1769-11-19, de Voltaire [François Marie Arouet] à Catherine Josephte de Pougny de Guillet, baronne de Monthoux.

Madame,

Il est vrai que si je n'avais cru que mes sentiments respectueux pour vôtre personne, et ma sensibilité pour vôtre triste état, j'aurais écrit à Monsieur L'avocat général du sénat de Chambéry, mais étant partie dans cette affaire, je n'ai pas osé prendre cette liberté.
Il m'a paru qu'un étranger ne devait qu'attendre le jugement de s'y soumettre. D'ailleurs tout ce qu'on m'a dit de Monsieur L'avocat général me fait croire que les solicitations sont très inutiles auprès delui. Je sais qu'il ne connait que l'éxacte équité, et qu'il est beaucoup mieux informé de vôtre affaire que je ne puis l'être.

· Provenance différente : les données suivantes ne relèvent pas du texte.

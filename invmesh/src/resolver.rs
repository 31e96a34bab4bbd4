//! Broker address resolution.
//!
//! An address ending in [`DISCOVERY_SUFFIX`] names a DNS SRV record instead of
//! a host. It is expanded once, on first use, into `host:port` of the single
//! best record and cached for the rest of the process.

use async_trait::async_trait;
use std::sync::Arc;
use tokio::sync::OnceCell;
use tracing::{debug, info};

use crate::error::{InvMeshError, Result};

/// Marks an address that must be resolved through SRV records
pub const DISCOVERY_SUFFIX: &str = ".srv";

/// One SRV answer
#[derive(Debug, Clone, PartialEq, Eq)]
pub struct SrvRecord {
    pub priority: u16,
    pub weight: u16,
    pub name: String,
    pub port: u16,
}

/// SRV lookup backend
#[async_trait]
pub trait SrvLookup: Send + Sync {
    async fn lookup(&self, domain: &str) -> Result<Vec<SrvRecord>>;
}

/// Lookup through the system resolver configuration
#[derive(Debug, Default, Clone, Copy)]
pub struct SystemSrvLookup;

#[async_trait]
impl SrvLookup for SystemSrvLookup {
    async fn lookup(&self, domain: &str) -> Result<Vec<SrvRecord>> {
        let resolver = hickory_resolver::TokioAsyncResolver::tokio_from_system_conf()
            .map_err(|e| InvMeshError::resolution_error(domain, e))?;
        let answer = resolver
            .srv_lookup(domain)
            .await
            .map_err(|e| InvMeshError::resolution_error(domain, e))?;

        Ok(answer
            .iter()
            .map(|srv| SrvRecord {
                priority: srv.priority(),
                weight: srv.weight(),
                name: srv.target().to_utf8(),
                port: srv.port(),
            })
            .collect())
    }
}

/// Expand `address` if it carries the discovery suffix, otherwise return it unchanged.
///
/// The record with the lowest `(priority, weight)` wins; ties keep the order
/// the lookup returned. There is no weighted selection.
pub async fn expand_srv(address: &str, lookup: &dyn SrvLookup) -> Result<String> {
    let Some(stripped) = address.strip_suffix(DISCOVERY_SUFFIX) else {
        return Ok(address.to_string());
    };

    let (scheme, domain) = match stripped.split_once("://") {
        Some((scheme, domain)) => (Some(scheme), domain),
        None => (None, stripped),
    };

    debug!("Resolving SRV records for {}", domain);
    let records = lookup.lookup(domain).await?;
    let best = records
        .iter()
        .min_by_key(|record| (record.priority, record.weight))
        .ok_or_else(|| InvMeshError::resolution_error(address, "no SRV records"))?;

    let host = best.name.trim_end_matches('.');
    Ok(match scheme {
        Some(scheme) => format!("{}://{}:{}", scheme, host, best.port),
        None => format!("{}:{}", host, best.port),
    })
}

/// Configured broker address, resolved lazily and memoized for the process lifetime
pub struct BrokerAddress {
    configured: String,
    lookup: Arc<dyn SrvLookup>,
    resolved: OnceCell<String>,
}

impl BrokerAddress {
    /// Address resolved through the system SRV lookup when needed
    pub fn new(configured: impl Into<String>) -> Self {
        Self::with_lookup(configured, Arc::new(SystemSrvLookup))
    }

    pub fn with_lookup(configured: impl Into<String>, lookup: Arc<dyn SrvLookup>) -> Self {
        Self {
            configured: configured.into(),
            lookup,
            resolved: OnceCell::new(),
        }
    }

    /// The address as configured, before any expansion
    pub fn configured(&self) -> &str {
        &self.configured
    }

    /// Resolved address. Failures are not cached; the next call retries.
    pub async fn get(&self) -> Result<&str> {
        let resolved = self
            .resolved
            .get_or_try_init(|| async {
                let resolved = expand_srv(&self.configured, self.lookup.as_ref()).await?;
                if resolved != self.configured {
                    info!("Broker address {} resolved to {}", self.configured, resolved);
                }
                Ok::<_, InvMeshError>(resolved)
            })
            .await?;
        Ok(resolved.as_str())
    }

    /// Join the resolved address with a broker path segment
    pub async fn url_for(&self, path: &str) -> Result<String> {
        let base = self.get().await?;
        Ok(format!("{}/{}", base.trim_end_matches('/'), path))
    }
}

impl std::fmt::Debug for BrokerAddress {
    fn fmt(&self, f: &mut std::fmt::Formatter<'_>) -> std::fmt::Result {
        f.debug_struct("BrokerAddress")
            .field("configured", &self.configured)
            .field("resolved", &self.resolved.get())
            .finish()
    }
}
use anyhow::Result;
use invmesh_gateway::{serve, shutdown_signal, Gateway, GatewayConfig};
use tracing_subscriber::{layer::SubscriberExt, util::SubscriberInitExt};

#[tokio::main]
async fn main() -> Result<()> {
    tracing_subscriber::registry()
        .with(
            tracing_subscriber::EnvFilter::try_from_default_env()
                .unwrap_or_else(|_| "invmesh=info,invmesh_gateway=info,tower_http=info".into()),
        )
        .with(tracing_subscriber::fmt::layer())
        .init();

    let config = GatewayConfig::load()?;
    if config.services.is_empty() {
        tracing::warn!("No services configured, every call will be rejected");
    }

    let gateway = Gateway::builder(config).build()?;
    serve(gateway, shutdown_signal()).await
}
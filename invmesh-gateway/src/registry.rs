use async_trait::async_trait;
use indexmap::IndexMap;
use invmesh::{Request, Response, Route};
use serde_json::Value;
use std::future::Future;
use std::sync::Arc;
use tracing::{info, warn};

use crate::router::Gateway;

/// A client call as the gateway received it
#[derive(Debug, Clone, PartialEq)]
pub struct Inbound {
    pub request: Request,
    /// Value of the inbound `type` header, forwarded to the broker
    pub type_header: Option<String>,
}

impl Inbound {
    /// Call without a `type` header
    pub fn new(request: Request) -> Self {
        Self {
            request,
            type_header: None,
        }
    }

    /// Attach the inbound `type` header
    pub fn with_type(mut self, type_header: impl Into<String>) -> Self {
        self.type_header = Some(type_header.into());
        self
    }
}

/// What a service handler answers with
#[derive(Debug, Clone, PartialEq)]
pub enum Reply {
    /// Peer body relayed untouched, `None` for an empty body
    Relay(Option<Value>),
    /// Envelope produced by the gateway itself
    Envelope(Response),
}

impl Reply {
    /// HTTP body of the reply, `None` for an empty body
    pub fn into_body(self) -> Option<Value> {
        match self {
            Reply::Relay(body) => body,
            Reply::Envelope(response) => response.to_wire(),
        }
    }
}

impl From<Response> for Reply {
    fn from(response: Response) -> Self {
        Reply::Envelope(response)
    }
}

/// Handles calls routed to one service.
///
/// The gateway's only extension point: the default [`ForwardingHandler`]
/// relays to the broker, custom handlers may answer locally or call
/// [`Gateway::forward`] themselves.
#[async_trait]
pub trait ServiceHandler: Send + Sync {
    async fn handle(&self, gateway: &Gateway, inbound: Inbound, route: Route) -> Reply;
}

/// Relays the call to `<broker>/<service>`
#[derive(Debug, Clone, Copy, Default)]
pub struct ForwardingHandler;

#[async_trait]
impl ServiceHandler for ForwardingHandler {
    async fn handle(&self, gateway: &Gateway, inbound: Inbound, route: Route) -> Reply {
        match gateway.forward(inbound, &route).await {
            Ok(body) => Reply::Relay(body),
            Err(exception) => Response::failure(None, exception.to_error_object(&gateway.config().env)).into(),
        }
    }
}

/// Closure-based handler, see [`handler_fn`]
pub struct FnHandler<F> {
    handler: F,
}

/// Adapt a closure into a [`ServiceHandler`]. The closure does not see the
/// gateway; implement the trait directly when it needs to forward.
pub fn handler_fn<F, Fut>(handler: F) -> FnHandler<F>
where
    F: Fn(Inbound, Route) -> Fut + Send + Sync,
    Fut: Future<Output = Reply> + Send,
{
    FnHandler { handler }
}

#[async_trait]
impl<F, Fut> ServiceHandler for FnHandler<F>
where
    F: Fn(Inbound, Route) -> Fut + Send + Sync,
    Fut: Future<Output = Reply> + Send,
{
    async fn handle(&self, _gateway: &Gateway, inbound: Inbound, route: Route) -> Reply {
        (self.handler)(inbound, route).await
    }
}

/// Service handlers by service name, in registration order
#[derive(Default, Clone)]
pub struct ServiceRegistry {
    services: IndexMap<String, Arc<dyn ServiceHandler>>,
}

impl ServiceRegistry {
    pub fn new() -> Self {
        Self::default()
    }

    /// Register a handler, replacing any previous one for the name
    pub fn register(&mut self, name: impl Into<String>, handler: Arc<dyn ServiceHandler>) {
        let name = name.into();
        if self.services.insert(name.clone(), handler).is_some() {
            warn!("Replaced handler for service: {}", name);
        } else {
            info!("Registered service: {}", name);
        }
    }

    /// Handler for a service, if registered
    pub fn get(&self, name: &str) -> Option<Arc<dyn ServiceHandler>> {
        self.services.get(name).cloned()
    }

    pub fn contains(&self, name: &str) -> bool {
        self.services.contains_key(name)
    }

    /// Registered service names in registration order
    pub fn names(&self) -> impl Iterator<Item = &str> {
        self.services.keys().map(String::as_str)
    }

    /// Unregister every service
    pub fn clear(&mut self) {
        self.services.clear();
    }

    pub fn len(&self) -> usize {
        self.services.len()
    }

    pub fn is_empty(&self) -> bool {
        self.services.is_empty()
    }
}

impl std::fmt::Debug for ServiceRegistry {
    fn fmt(&self, f: &mut std::fmt::Formatter<'_>) -> std::fmt::Result {
        f.debug_list().entries(self.services.keys()).finish()
    }
}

On m'assure de tous côtés qu'il est aussi bienfesant qu'éclairé. Vôtre cruelle situation l'a sans doute attendri. Je vous conseille de faire comme moi, Madame, d'attendre son raport, et de vous conformer à ce qui sera décidé. Je ne puis croire que la grâce que le Roi vous a faitte vous devienne jamais inutile.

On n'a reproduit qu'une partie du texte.